Task brief: Copy out each line of the material in which the word "files" can be found.

Data supplied:
··········
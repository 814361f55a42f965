//! Shared types, error model, and configuration for PagePitch.
//!
//! This crate is the foundation depended on by all other PagePitch crates.
//! It provides:
//! - [`PagePitchError`]: the unified error type for fatal conditions
//! - Domain types ([`LeadRecord`], [`FieldMap`], [`PerformanceReport`], [`RunTally`])
//! - Configuration ([`AppConfig`], [`RuntimeConfig`], config loading)

pub mod config;
pub mod error;
pub mod types;

// Re-export public API at crate root for ergonomic imports.
pub use config::{
    AppConfig, InputConfig, PageSpeedConfig, PipelineConfig, RenderConfig, RendererSection,
    RunSection, RuntimeConfig, ScoringConfig, SmtpConfig, SmtpSection, config_dir,
    config_file_path, init_config, load_config, load_config_from,
};
pub use error::{PagePitchError, Result};
pub use types::{
    CanonicalField, FieldMap, LeadRecord, NOT_AVAILABLE, PerformanceReport, RecordOutcome,
    ResolvedColumn, RunId, RunTally, SkipReason,
};
//! Outreach message composition.

use std::io::ErrorKind;
use std::path::{Path, PathBuf};

use lettre::message::header::ContentType;
use lettre::message::{Attachment, Mailbox, MultiPart, SinglePart};
use lettre::{Address, Message};
use tracing::debug;

use pagepitch_shared::{LeadRecord, PerformanceReport};

use crate::DispatchFailure;

/// Subject line for a lead's website.
pub fn subject_for(website: &str) -> String {
    format!("A quick thought on the {website} website")
}

/// HTML body greeting the lead and citing the report.
pub fn html_body(name: &str, report: &PerformanceReport) -> String {
    format!(
        r#"<html>
  <body style="font-family: Arial, sans-serif; line-height: 1.6;">
    <p>Dear {name},</p>
    <p>Google's PageSpeed Insights scores <strong>{score}/100</strong> on mobile performance for {url}.</p>
    <ul>
      <li>First Contentful Paint: {fcp}</li>
      <li>Speed Index: {si}</li>
      <li>Time to Interactive: {tti}</li>
    </ul>
    <p>The full report is attached.</p>
  </body>
</html>
"#,
        name = escape_html(name),
        score = report.score,
        url = escape_html(&report.tested_url),
        fcp = escape_html(&report.first_contentful_paint),
        si = escape_html(&report.speed_index),
        tti = escape_html(&report.time_to_interactive),
    )
}

/// Build the message for one lead. The sender is blind-copied.
///
/// Attachment paths that do not exist are skipped.
pub async fn compose(
    sender: &Mailbox,
    lead: &LeadRecord,
    report: &PerformanceReport,
    attachments: &[PathBuf],
) -> Result<Message, DispatchFailure> {
    let address: Address = lead
        .email
        .parse()
        .map_err(|e| DispatchFailure::Address(format!("{}: {e}", lead.email)))?;
    let display_name = (!lead.name.is_empty()).then(|| lead.name.clone());
    let recipient = Mailbox::new(display_name, address);

    let body = MultiPart::alternative().singlepart(SinglePart::html(html_body(&lead.name, report)));

    let mut files = Vec::new();
    for path in attachments {
        if let Some(part) = pdf_attachment(path).await? {
            files.push(part);
        }
    }

    let builder = Message::builder()
        .from(sender.clone())
        .to(recipient)
        .bcc(sender.clone())
        .subject(subject_for(&lead.website));

    let message = if files.is_empty() {
        builder.multipart(body)
    } else {
        let mixed = files
            .into_iter()
            .fold(MultiPart::mixed().multipart(body), |mixed, part| mixed.singlepart(part));
        builder.multipart(mixed)
    };

    message.map_err(|e| DispatchFailure::Compose(e.to_string()))
}

async fn pdf_attachment(path: &Path) -> Result<Option<SinglePart>, DispatchFailure> {
    let bytes = match tokio::fs::read(path).await {
        Ok(bytes) => bytes,
        Err(e) if e.kind() == ErrorKind::NotFound => {
            debug!(path = %path.display(), "attachment missing, skipping");
            return Ok(None);
        }
        Err(e) => {
            return Err(DispatchFailure::Attachment(format!("{}: {e}", path.display())));
        }
    };

    let filename = path
        .file_name()
        .map(|n| n.to_string_lossy().into_owned())
        .unwrap_or_else(|| "report.pdf".into());
    let content_type = ContentType::parse("application/pdf")
        .map_err(|e| DispatchFailure::Compose(e.to_string()))?;

    Ok(Some(Attachment::new(filename).body(bytes, content_type)))
}

fn escape_html(text: &str) -> String {
    let mut out = String::with_capacity(text.len());
    for ch in text.chars() {
        match ch {
            '&' => out.push_str("&amp;"),
            '<' => out.push_str("&lt;"),
            '>' => out.push_str("&gt;"),
            '"' => out.push_str("&quot;"),
            '\'' => out.push_str("&#39;"),
            other => out.push(other),
        }
    }
    out
}

#[cfg(test)]
mod tests {
    use super::*;

    fn temp_dir() -> PathBuf {
        let dir = std::env::temp_dir().join(format!("pp-mailer-test-{}", uuid::Uuid::now_v7()));
        std::fs::create_dir_all(&dir).unwrap();
        dir
    }

    fn sender() -> Mailbox {
        "PagePitch <me@pagepitch.dev>".parse().unwrap()
    }

    fn lead() -> LeadRecord {
        LeadRecord {
            name: "Jo Smith".into(),
            website: "acme.com".into(),
            email: "jo@acme.com".into(),
        }
    }

    fn report() -> PerformanceReport {
        PerformanceReport {
            score: 87,
            first_contentful_paint: "1.8 s".into(),
            speed_index: "3.9 s".into(),
            time_to_interactive: "5.2 s".into(),
            tested_url: "https://acme.com".into(),
        }
    }

    fn formatted(message: &Message) -> String {
        String::from_utf8_lossy(&message.formatted()).into_owned()
    }

    #[test]
    fn body_cites_score_and_metrics() {
        let body = html_body("Jo Smith", &report());
        assert!(body.contains("Dear Jo Smith,"));
        assert!(body.contains("<strong>87/100</strong>"));
        assert!(body.contains("First Contentful Paint: 1.8 s"));
        assert!(body.contains("Speed Index: 3.9 s"));
        assert!(body.contains("Time to Interactive: 5.2 s"));
    }

    #[test]
    fn body_escapes_lead_name() {
        let body = html_body("<b>Jo & Co</b>", &report());
        assert!(body.contains("Dear &lt;b&gt;Jo &amp; Co&lt;/b&gt;,"));
    }

    #[tokio::test]
    async fn message_has_subject_recipient_and_blind_copy() {
        let message = compose(&sender(), &lead(), &report(), &[]).await.unwrap();

        let text = formatted(&message);
        assert!(text.contains("Subject: A quick thought on the acme.com website"));
        assert!(text.contains("multipart/alternative"));
        assert!(text.contains("jo@acme.com"));

        let envelope = message.envelope();
        let me: Address = "me@pagepitch.dev".parse().unwrap();
        let jo: Address = "jo@acme.com".parse().unwrap();
        assert!(envelope.to().contains(&jo));
        assert!(envelope.to().contains(&me), "sender should be blind-copied");
        assert_eq!(envelope.from(), Some(&me));
    }

    #[tokio::test]
    async fn existing_pdf_is_attached_by_basename() {
        let tmp = temp_dir();
        let pdf = tmp.join("Jo_Smith_pagespeed_report.pdf");
        std::fs::write(&pdf, b"%PDF-1.4 fake").unwrap();

        let message = compose(&sender(), &lead(), &report(), &[pdf]).await.unwrap();
        let text = formatted(&message);
        assert!(text.contains("multipart/mixed"));
        assert!(text.contains("application/pdf"));
        assert!(text.contains("Jo_Smith_pagespeed_report.pdf"));
        assert!(!text.contains(tmp.to_string_lossy().as_ref()));

        let _ = std::fs::remove_dir_all(&tmp);
    }

    #[tokio::test]
    async fn missing_attachment_is_skipped() {
        let tmp = temp_dir();
        let missing = tmp.join("gone.pdf");

        let message = compose(&sender(), &lead(), &report(), &[missing]).await.unwrap();
        let text = formatted(&message);
        assert!(!text.contains("application/pdf"));
        assert!(!text.contains("multipart/mixed"));

        let _ = std::fs::remove_dir_all(&tmp);
    }

    #[tokio::test]
    async fn invalid_recipient_is_an_address_failure() {
        let mut bad = lead();
        bad.email = "not an address".into();

        let result = compose(&sender(), &bad, &report(), &[]).await;
        assert!(matches!(result, Err(DispatchFailure::Address(_))));
    }
}
//! PageSpeed Insights scoring for a single website.
//!
//! One GET per website against the v5 `runPagespeed` endpoint with a fixed
//! device strategy. Every failure (bad URL, transport, HTTP status, response
//! shape) comes back as a [`ScoreFailure`] and is logged here; nothing is
//! retried.

use std::collections::HashMap;

use reqwest::Client;
use serde::Deserialize;
use tracing::{debug, error, info, instrument};

use pagepitch_leads::sanitize_url;
use pagepitch_shared::{NOT_AVAILABLE, PagePitchError, PerformanceReport, ScoringConfig};

/// User-Agent string for scoring requests.
const USER_AGENT: &str = concat!("PagePitch/", env!("CARGO_PKG_VERSION"));

/// Audit ids for the three reported timing metrics.
const AUDIT_FCP: &str = "first-contentful-paint";
const AUDIT_SPEED_INDEX: &str = "speed-index";
const AUDIT_INTERACTIVE: &str = "interactive";

// ---------------------------------------------------------------------------
// ScoreFailure
// ---------------------------------------------------------------------------

/// Why a website could not be scored.
#[derive(Debug, Clone, PartialEq, Eq, thiserror::Error)]
pub enum ScoreFailure {
    /// The website did not sanitize to a URL with a host.
    #[error("no usable URL in {0:?}")]
    InvalidUrl(String),

    /// Connection, timeout or body read error.
    #[error("request failed: {0}")]
    Transport(String),

    /// The service answered with a non-success status.
    #[error("HTTP {0}")]
    Status(u16),

    /// The body was not the expected Lighthouse result.
    #[error("unexpected response: {0}")]
    Shape(String),
}

// ---------------------------------------------------------------------------
// Response shape
// ---------------------------------------------------------------------------

#[derive(Debug, Deserialize)]
#[serde(rename_all = "camelCase")]
struct PageSpeedResponse {
    lighthouse_result: LighthouseResult,
}

#[derive(Debug, Deserialize)]
struct LighthouseResult {
    categories: Categories,
    #[serde(default)]
    audits: HashMap<String, serde_json::Value>,
}

#[derive(Debug, Deserialize)]
struct Categories {
    performance: PerformanceCategory,
}

#[derive(Debug, Deserialize)]
struct PerformanceCategory {
    score: Option<f64>,
}

impl LighthouseResult {
    fn display_value(&self, audit: &str) -> String {
        self.audits
            .get(audit)
            .and_then(|a| a.get("displayValue"))
            .and_then(|v| v.as_str())
            .unwrap_or(NOT_AVAILABLE)
            .to_string()
    }
}

/// Build a [`PerformanceReport`] from a `runPagespeed` JSON body.
///
/// The 0–1 performance figure is scaled to 0–100 and truncated.
pub fn parse_report(body: &str, tested_url: &str) -> Result<PerformanceReport, ScoreFailure> {
    let response: PageSpeedResponse =
        serde_json::from_str(body).map_err(|e| ScoreFailure::Shape(e.to_string()))?;
    let lighthouse = response.lighthouse_result;

    let score = lighthouse
        .categories
        .performance
        .score
        .ok_or_else(|| ScoreFailure::Shape("performance score is null".into()))?;

    Ok(PerformanceReport {
        score: (score * 100.0).trunc().clamp(0.0, 100.0) as u8,
        first_contentful_paint: lighthouse.display_value(AUDIT_FCP),
        speed_index: lighthouse.display_value(AUDIT_SPEED_INDEX),
        time_to_interactive: lighthouse.display_value(AUDIT_INTERACTIVE),
        tested_url: tested_url.to_string(),
    })
}

// ---------------------------------------------------------------------------
// PageSpeedClient
// ---------------------------------------------------------------------------

/// Client for the PageSpeed Insights API.
#[derive(Debug, Clone)]
pub struct PageSpeedClient {
    client: Client,
    endpoint: String,
    api_key: String,
    strategy: String,
}

impl PageSpeedClient {
    /// Build a client with the configured endpoint, key and timeout.
    pub fn new(config: &ScoringConfig) -> pagepitch_shared::Result<Self> {
        let client = Client::builder()
            .user_agent(USER_AGENT)
            .timeout(config.timeout)
            .build()
            .map_err(|e| PagePitchError::Network(format!("failed to build HTTP client: {e}")))?;

        Ok(Self {
            client,
            endpoint: config.endpoint.clone(),
            api_key: config.api_key.clone(),
            strategy: config.strategy.clone(),
        })
    }

    /// Score one website. The raw website is sanitized first.
    #[instrument(skip_all, fields(website = %website))]
    pub async fn score(&self, website: &str) -> Result<PerformanceReport, ScoreFailure> {
        let result = match sanitize_url(website) {
            Some(url) => self.fetch(&url).await,
            None => Err(ScoreFailure::InvalidUrl(website.to_string())),
        };

        match &result {
            Ok(report) => info!(
                url = %report.tested_url,
                score = report.score,
                fcp = %report.first_contentful_paint,
                "PageSpeed score received"
            ),
            Err(e) => error!(website, error = %e, "Error fetching PageSpeed data"),
        }

        result
    }

    async fn fetch(&self, url: &str) -> Result<PerformanceReport, ScoreFailure> {
        debug!(url, strategy = %self.strategy, "requesting PageSpeed report");

        let response = self
            .client
            .get(&self.endpoint)
            .query(&[
                ("url", url),
                ("key", self.api_key.as_str()),
                ("strategy", self.strategy.as_str()),
            ])
            .send()
            .await
            .map_err(|e| ScoreFailure::Transport(e.to_string()))?;

        let status = response.status();
        if !status.is_success() {
            return Err(ScoreFailure::Status(status.as_u16()));
        }

        let body = response
            .text()
            .await
            .map_err(|e| ScoreFailure::Transport(format!("failed to read body: {e}")))?;

        parse_report(&body, url)
    }
}

#[cfg(test)]
mod tests {
    use super::*;
    use std::time::Duration;

    use wiremock::matchers::{method, path, query_param};
    use wiremock::{Mock, MockServer, ResponseTemplate};

    fn fixture() -> String {
        std::fs::read_to_string("../../../fixtures/json/pagespeed.fixture.json")
            .expect("read pagespeed fixture")
    }

    fn client_for(server: &MockServer) -> PageSpeedClient {
        PageSpeedClient::new(&ScoringConfig {
            endpoint: format!("{}/runPagespeed", server.uri()),
            api_key: "test-key".into(),
            strategy: "mobile".into(),
            timeout: Duration::from_secs(5),
        })
        .unwrap()
    }

    #[test]
    fn parse_fixture_report() {
        let report = parse_report(&fixture(), "https://acme.example").unwrap();
        assert_eq!(report.score, 87);
        assert_eq!(report.first_contentful_paint, "1.8 s");
        assert_eq!(report.speed_index, "3.9 s");
        assert_eq!(report.time_to_interactive, "5.2 s");
        assert_eq!(report.tested_url, "https://acme.example");
    }

    #[test]
    fn score_is_truncated_not_rounded() {
        let body = r#"{"lighthouseResult":{"categories":{"performance":{"score":0.999}},"audits":{}}}"#;
        assert_eq!(parse_report(body, "u").unwrap().score, 99);

        let body = r#"{"lighthouseResult":{"categories":{"performance":{"score":1}},"audits":{}}}"#;
        assert_eq!(parse_report(body, "u").unwrap().score, 100);
    }

    #[test]
    fn absent_audits_default_to_not_available() {
        let body = r#"{"lighthouseResult":{"categories":{"performance":{"score":0.5}},"audits":{"speed-index":{"score":0.4}}}}"#;
        let report = parse_report(body, "u").unwrap();
        assert_eq!(report.score, 50);
        assert_eq!(report.first_contentful_paint, NOT_AVAILABLE);
        assert_eq!(report.speed_index, NOT_AVAILABLE);
        assert_eq!(report.time_to_interactive, NOT_AVAILABLE);
    }

    #[test]
    fn unexpected_shapes_are_rejected() {
        for body in [
            "not json",
            "{}",
            r#"{"lighthouseResult":{"audits":{}}}"#,
            r#"{"lighthouseResult":{"categories":{"performance":{"score":null}}}}"#,
        ] {
            assert!(
                matches!(parse_report(body, "u"), Err(ScoreFailure::Shape(_))),
                "{body}"
            );
        }
    }

    #[tokio::test]
    async fn score_sends_expected_query() {
        let server = MockServer::start().await;

        Mock::given(method("GET"))
            .and(path("/runPagespeed"))
            .and(query_param("url", "https://acme.example"))
            .and(query_param("key", "test-key"))
            .and(query_param("strategy", "mobile"))
            .respond_with(ResponseTemplate::new(200).set_body_string(fixture()))
            .expect(1)
            .mount(&server)
            .await;

        let report = client_for(&server).score("  acme.example ").await.unwrap();
        assert_eq!(report.score, 87);
        assert_eq!(report.tested_url, "https://acme.example");
    }

    #[tokio::test]
    async fn http_error_status_is_a_soft_failure() {
        let server = MockServer::start().await;

        Mock::given(method("GET"))
            .and(path("/runPagespeed"))
            .respond_with(ResponseTemplate::new(429))
            .mount(&server)
            .await;

        let result = client_for(&server).score("https://acme.example").await;
        assert_eq!(result, Err(ScoreFailure::Status(429)));
    }

    #[tokio::test]
    async fn malformed_body_is_a_soft_failure() {
        let server = MockServer::start().await;

        Mock::given(method("GET"))
            .and(path("/runPagespeed"))
            .respond_with(
                ResponseTemplate::new(200).set_body_string(r#"{"error":"quota"}"#),
            )
            .mount(&server)
            .await;

        let result = client_for(&server).score("https://acme.example").await;
        assert!(matches!(result, Err(ScoreFailure::Shape(_))));
    }

    #[tokio::test]
    async fn unusable_url_makes_no_request() {
        let server = MockServer::start().await;

        Mock::given(method("GET"))
            .respond_with(ResponseTemplate::new(200).set_body_string(fixture()))
            .expect(0)
            .mount(&server)
            .await;

        let result = client_for(&server).score("   ").await;
        assert!(matches!(result, Err(ScoreFailure::InvalidUrl(_))));
    }

    #[tokio::test]
    async fn unreachable_endpoint_is_a_transport_failure() {
        let client = PageSpeedClient::new(&ScoringConfig {
            endpoint: "http://127.0.0.1:1/runPagespeed".into(),
            api_key: "k".into(),
            strategy: "mobile".into(),
            timeout: Duration::from_secs(2),
        })
        .unwrap();

        let result = client.score("acme.example").await;
        assert!(matches!(result, Err(ScoreFailure::Transport(_))));
    }
}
··········
Answer section:
    let mut files = Vec::new();
            files.push(part);
    let message = if files.is_empty() {
        let mixed = files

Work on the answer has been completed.